We opened up some of our grade levels at different schools to bring in additional students to help those budget deficits, but we're going to live within our means. We made a commitment on what our class sizes were going to be and what our building capacities are, so those are the limits we're living within.
Holthaus says she's proud of the completion of the new Pleasantview elementary and now the district is in good shape with its facilities, although they may need to start looking at a new early childhood center to replace the aging Hillside building.
Dan Johnson is running for a seat on the school board for the first time, however, he says he's been involved in school-related issues since 2017 when there was a referendum to build both a new elementary school and a new football stadium.
He says the revised referendum to build just the new Pleasantview is a symbol of compromise.
He describes a new football field as a want, not a need, for the district and he'd like to see some private donors step forward for that project so it doesn't fall on the taxpayers to fund it.

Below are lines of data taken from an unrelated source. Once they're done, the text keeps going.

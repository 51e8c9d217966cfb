// Copyright 2025 the Pixelpen Authors
// SPDX-License-Identifier: Apache-2.0

//! The concrete brushes

use super::dabs::LinearDabs;
use super::history::StrokeHistory;
use super::settings::DabsBrushSettings;
use super::timer::StrokeTimer;
use super::{Dab, PaintTarget};
use crate::settings;
use kurbo::{Point, Vec2};
use rand::rngs::StdRng;
use rand::{Rng, SeedableRng};
use serde::Deserialize;
use std::f64::consts::TAU;
use std::time::Duration;

/// Selects the brush implementation
#[derive(Debug, Clone, Copy, PartialEq, Eq, Hash, Default, Deserialize)]
#[serde(rename_all = "snake_case")]
pub enum BrushKind {
    /// Continuous line segments between pointer positions
    Stroke,
    /// Stamps placed at uniform spacing
    #[default]
    Dabs,
    /// Random particles around the pointer, on a timer
    Spray,
    /// Lines to nearby earlier points of the stroke history
    Connect,
}

impl BrushKind {
    pub fn name(self) -> &'static str {
        match self {
            BrushKind::Stroke => "Stroke",
            BrushKind::Dabs => "Dabs",
            BrushKind::Spray => "Spray",
            BrushKind::Connect => "Connect",
        }
    }
}

/// What a brush may touch besides its own state during one call
pub struct BrushContext<'a> {
    pub target: &'a mut dyn PaintTarget,
    pub history: &'a mut StrokeHistory,
}

/// Per-stroke painting protocol, in image coordinates
pub trait Brush {
    fn start_at(&mut self, p: Point, ctx: &mut BrushContext<'_>);

    fn continue_to(&mut self, p: Point, ctx: &mut BrushContext<'_>);

    /// End of stroke
    fn finish(&mut self) {}

    /// Timer callback while the stroke is active
    fn tick(&mut self, _elapsed: Duration, _ctx: &mut BrushContext<'_>) {}

    fn radius(&self) -> f64;

    fn set_radius(&mut self, radius: f64);

    /// Last position this brush painted at
    fn previous(&self) -> Option<Point>;

    fn set_previous(&mut self, p: Point);

    /// Release everything the brush holds. Must be safe after `finish`.
    fn dispose(&mut self) {
        self.finish();
    }
}

// ===== Stroke =====

#[derive(Debug, Clone)]
pub struct StrokeBrush {
    radius: f64,
    previous: Option<Point>,
}

impl StrokeBrush {
    pub fn new(radius: f64) -> Self {
        Self { radius, previous: None }
    }
}

impl Brush for StrokeBrush {
    fn start_at(&mut self, p: Point, ctx: &mut BrushContext<'_>) {
        ctx.target.draw_line(p, p, self.radius);
        self.previous = Some(p);
    }

    fn continue_to(&mut self, p: Point, ctx: &mut BrushContext<'_>) {
        let from = self.previous.unwrap_or(p);
        ctx.target.draw_line(from, p, self.radius);
        self.previous = Some(p);
    }

    fn radius(&self) -> f64 {
        self.radius
    }

    fn set_radius(&mut self, radius: f64) {
        self.radius = radius;
    }

    fn previous(&self) -> Option<Point> {
        self.previous
    }

    fn set_previous(&mut self, p: Point) {
        self.previous = Some(p);
    }
}

// ===== Dabs =====

#[derive(Debug, Clone)]
pub struct DabsBrush {
    radius: f64,
    dabs: LinearDabs,
}

impl DabsBrush {
    pub fn new(radius: f64, settings: &DabsBrushSettings, max_dabs_per_segment: Option<usize>, seed: u64) -> Self {
        Self {
            radius,
            dabs: LinearDabs::new(settings.spacing(), settings.angle(), max_dabs_per_segment, seed),
        }
    }

    pub fn placement(&self) -> &LinearDabs {
        &self.dabs
    }

    pub fn settings_changed(&mut self, settings: &DabsBrushSettings) {
        self.dabs.apply_settings(settings.spacing(), settings.angle());
    }
}

impl Brush for DabsBrush {
    fn start_at(&mut self, p: Point, ctx: &mut BrushContext<'_>) {
        self.dabs.start(p, self.radius, ctx.target);
    }

    fn continue_to(&mut self, p: Point, ctx: &mut BrushContext<'_>) {
        self.dabs.advance(p, self.radius, ctx.target);
    }

    fn radius(&self) -> f64 {
        self.radius
    }

    fn set_radius(&mut self, radius: f64) {
        self.radius = radius;
    }

    fn previous(&self) -> Option<Point> {
        self.dabs.prev()
    }

    fn set_previous(&mut self, p: Point) {
        self.dabs.set_prev(p);
    }
}

// ===== Spray =====

#[derive(Debug, Clone)]
pub struct SprayBrush {
    radius: f64,
    previous: Option<Point>,
    timer: StrokeTimer,
    rng: StdRng,
    dabs_per_tick: usize,
}

impl SprayBrush {
    pub fn new(radius: f64, seed: u64) -> Self {
        Self {
            radius,
            previous: None,
            timer: StrokeTimer::new(Duration::from_millis(settings::brush::spray::INTERVAL_MS)),
            rng: StdRng::seed_from_u64(seed),
            dabs_per_tick: settings::brush::spray::DABS_PER_TICK,
        }
    }

    pub fn is_spraying(&self) -> bool {
        self.timer.is_running()
    }

    fn burst(&mut self, ctx: &mut BrushContext<'_>) {
        let Some(center) = self.previous else {
            return;
        };
        let particle = (self.radius / 10.0).max(0.5);
        for _ in 0..self.dabs_per_tick {
            // sqrt keeps the particle density uniform over the disk
            let dist = self.radius * self.rng.random::<f64>().sqrt();
            let angle = TAU * self.rng.random::<f64>();
            ctx.target.put_dab(Dab {
                pos: center + Vec2::from_angle(angle) * dist,
                radius: particle,
                angle: 0.0,
            });
        }
    }
}

impl Brush for SprayBrush {
    fn start_at(&mut self, p: Point, ctx: &mut BrushContext<'_>) {
        self.previous = Some(p);
        self.timer.start();
        self.burst(ctx);
    }

    fn continue_to(&mut self, p: Point, _ctx: &mut BrushContext<'_>) {
        self.previous = Some(p);
    }

    fn finish(&mut self) {
        self.timer.stop();
    }

    fn tick(&mut self, elapsed: Duration, ctx: &mut BrushContext<'_>) {
        for _ in 0..self.timer.advance(elapsed) {
            self.burst(ctx);
        }
    }

    fn radius(&self) -> f64 {
        self.radius
    }

    fn set_radius(&mut self, radius: f64) {
        self.radius = radius;
    }

    fn previous(&self) -> Option<Point> {
        self.previous
    }

    fn set_previous(&mut self, p: Point) {
        self.previous = Some(p);
    }
}

// ===== Connect =====

#[derive(Debug, Clone)]
pub struct ConnectBrush {
    radius: f64,
    previous: Option<Point>,
}

impl ConnectBrush {
    pub fn new(radius: f64) -> Self {
        Self { radius, previous: None }
    }

    fn reach(&self) -> f64 {
        self.radius * settings::brush::connect::REACH_FACTOR
    }
}

impl Brush for ConnectBrush {
    fn start_at(&mut self, p: Point, ctx: &mut BrushContext<'_>) {
        self.previous = Some(p);
        ctx.history.push(p);
    }

    fn continue_to(&mut self, p: Point, ctx: &mut BrushContext<'_>) {
        let thin = (self.radius / 10.0).max(0.5);
        if let Some(prev) = self.previous {
            ctx.target.draw_line(prev, p, thin);
        }
        let near: Vec<Point> = ctx.history.near(p, self.reach()).collect();
        for q in near {
            ctx.target.draw_line(p, q, thin);
        }
        ctx.history.push(p);
        self.previous = Some(p);
    }

    fn radius(&self) -> f64 {
        self.radius
    }

    fn set_radius(&mut self, radius: f64) {
        self.radius = radius;
    }

    fn previous(&self) -> Option<Point> {
        self.previous
    }

    fn set_previous(&mut self, p: Point) {
        self.previous = Some(p);
    }
}

// ===== AnyBrush =====

/// Enum wrapping all brush types
#[derive(Debug, Clone)]
pub enum AnyBrush {
    Stroke(StrokeBrush),
    Dabs(DabsBrush),
    Spray(SprayBrush),
    Connect(ConnectBrush),
}

impl AnyBrush {
    pub fn new(
        kind: BrushKind,
        radius: f64,
        settings: &DabsBrushSettings,
        max_dabs_per_segment: Option<usize>,
        seed: u64,
    ) -> Self {
        match kind {
            BrushKind::Stroke => AnyBrush::Stroke(StrokeBrush::new(radius)),
            BrushKind::Dabs => AnyBrush::Dabs(DabsBrush::new(radius, settings, max_dabs_per_segment, seed)),
            BrushKind::Spray => AnyBrush::Spray(SprayBrush::new(radius, seed)),
            BrushKind::Connect => AnyBrush::Connect(ConnectBrush::new(radius)),
        }
    }

    pub fn kind(&self) -> BrushKind {
        match self {
            AnyBrush::Stroke(_) => BrushKind::Stroke,
            AnyBrush::Dabs(_) => BrushKind::Dabs,
            AnyBrush::Spray(_) => BrushKind::Spray,
            AnyBrush::Connect(_) => BrushKind::Connect,
        }
    }

    /// Only dab brushes cache the shared settings
    pub fn settings_changed(&mut self, settings: &DabsBrushSettings) {
        if let AnyBrush::Dabs(brush) = self {
            brush.settings_changed(settings);
        }
    }

    fn inner(&self) -> &dyn Brush {
        match self {
            AnyBrush::Stroke(b) => b,
            AnyBrush::Dabs(b) => b,
            AnyBrush::Spray(b) => b,
            AnyBrush::Connect(b) => b,
        }
    }

    fn inner_mut(&mut self) -> &mut dyn Brush {
        match self {
            AnyBrush::Stroke(b) => b,
            AnyBrush::Dabs(b) => b,
            AnyBrush::Spray(b) => b,
            AnyBrush::Connect(b) => b,
        }
    }
}

impl Brush for AnyBrush {
    fn start_at(&mut self, p: Point, ctx: &mut BrushContext<'_>) {
        self.inner_mut().start_at(p, ctx);
    }

    fn continue_to(&mut self, p: Point, ctx: &mut BrushContext<'_>) {
        self.inner_mut().continue_to(p, ctx);
    }

    fn finish(&mut self) {
        self.inner_mut().finish();
    }

    fn tick(&mut self, elapsed: Duration, ctx: &mut BrushContext<'_>) {
        self.inner_mut().tick(elapsed, ctx);
    }

    fn radius(&self) -> f64 {
        self.inner().radius()
    }

    fn set_radius(&mut self, radius: f64) {
        self.inner_mut().set_radius(radius);
    }

    fn previous(&self) -> Option<Point> {
        self.inner().previous()
    }

    fn set_previous(&mut self, p: Point) {
        self.inner_mut().set_previous(p);
    }

    fn dispose(&mut self) {
        self.inner_mut().dispose();
    }
}

#[cfg(test)]
mod tests {
    use super::*;
    use crate::brush::{Mark, MarkRecorder};

    fn run<F: FnOnce(&mut BrushContext<'_>)>(history: &mut StrokeHistory, f: F) -> MarkRecorder {
        let mut rec = MarkRecorder::default();
        {
            let mut ctx = BrushContext {
                target: &mut rec,
                history,
            };
            f(&mut ctx);
        }
        rec
    }

    #[test]
    fn stroke_brush_draws_connected_lines() {
        let mut history = StrokeHistory::new();
        let mut brush = StrokeBrush::new(3.0);
        let rec = run(&mut history, |ctx| {
            brush.start_at(Point::new(0.0, 0.0), ctx);
            brush.continue_to(Point::new(10.0, 0.0), ctx);
            brush.continue_to(Point::new(10.0, 10.0), ctx);
        });
        assert_eq!(rec.marks.len(), 3);
        assert_eq!(
            rec.marks[2],
            Mark::Line {
                from: Point::new(10.0, 0.0),
                to: Point::new(10.0, 10.0),
                radius: 3.0
            }
        );
    }

    #[test]
    fn spray_bursts_on_timer_until_finished() {
        let mut history = StrokeHistory::new();
        let mut brush = SprayBrush::new(10.0, 3);
        let interval = Duration::from_millis(settings::brush::spray::INTERVAL_MS);
        let per_tick = settings::brush::spray::DABS_PER_TICK;
        let rec = run(&mut history, |ctx| {
            brush.start_at(Point::new(50.0, 50.0), ctx);
            brush.tick(interval * 2, ctx);
            brush.finish();
            brush.tick(interval * 5, ctx);
        });
        assert_eq!(rec.marks.len(), 3 * per_tick);
        assert!(!brush.is_spraying());
        for mark in &rec.marks {
            if let Mark::Dab(dab) = mark {
                assert!(dab.pos.distance(Point::new(50.0, 50.0)) <= 10.0 + 1e-9);
            }
        }
    }

    #[test]
    fn spray_dispose_after_finish_is_safe() {
        let mut brush = SprayBrush::new(10.0, 3);
        brush.finish();
        brush.dispose();
        assert!(!brush.is_spraying());
    }

    #[test]
    fn connect_brush_links_to_shared_history() {
        let mut history = StrokeHistory::new();
        history.push(Point::new(12.0, 0.0));
        history.push(Point::new(500.0, 0.0));
        let mut brush = ConnectBrush::new(10.0);
        let rec = run(&mut history, |ctx| {
            brush.start_at(Point::new(0.0, 0.0), ctx);
            brush.continue_to(Point::new(5.0, 0.0), ctx);
        });
        // stroke segment, then links to (12,0) and (0,0)
        assert_eq!(rec.marks.len(), 3);
        assert_eq!(history.len(), 4);
    }

    #[test]
    fn any_brush_reports_kind_and_radius() {
        let settings = DabsBrushSettings::default();
        let mut brush = AnyBrush::new(BrushKind::Dabs, 4.0, &settings, None, 1);
        assert_eq!(brush.kind(), BrushKind::Dabs);
        brush.set_radius(8.0);
        assert_eq!(brush.radius(), 8.0);
    }
}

It's disappointed me that since 2018 there really hasn't been anything organized reaching out to local businesses. Blattner built a field at ROCORI, why aren't we doing the same thing here at Sauk Rapids?
Johnson says, if he's elected, he'll spearhead a fundraising effort for a new stadium.
He says the district's open enrollment policy in the past grew the district to a place it should have never been and he supports the enrollment caps that are in place now.
Johnson has lived in Sauk Rapids since 2006 and has two young kids in the district.
Lisa Loidolt moved to Sauk Rapids six years ago and has two kids in the high school this year.
She is finishing up her first term on the board. She says much of her first term was dealing with COVID-related issues, and she's anxious to fully restart the Portrait of a Graduate program.
When Sauk Rapids students graduate from here, what does it look like? What are the attributes they are going to have? We looked at some of their soft skills and their academics, things you can actually have data on. We also included businesses in the area, what are they looking for as employees coming into the workforce?
Loidolt says she also wants to prioritize getting students caught up from distance learning and mental health issues for students in the district.
She says working with the two cities to create more single-family homes to help bring in more families that want to live in the school district is another priority.
Warren Christie was a teacher for 30 years and has been retired for three years now. He says he'd like to see more focus on vocational and technical classes in the district.
I taught carpentry at the high school level and with all of the news of students going through college and having huge debt, I think we can put more focus on the vocational and technical side.
Christie says the district's budget will continue to be a pressing issue. He says he'd like to work with the state legislature to get more funding for school districts. He says the enrollment caps that are in place now were the proper thing to do.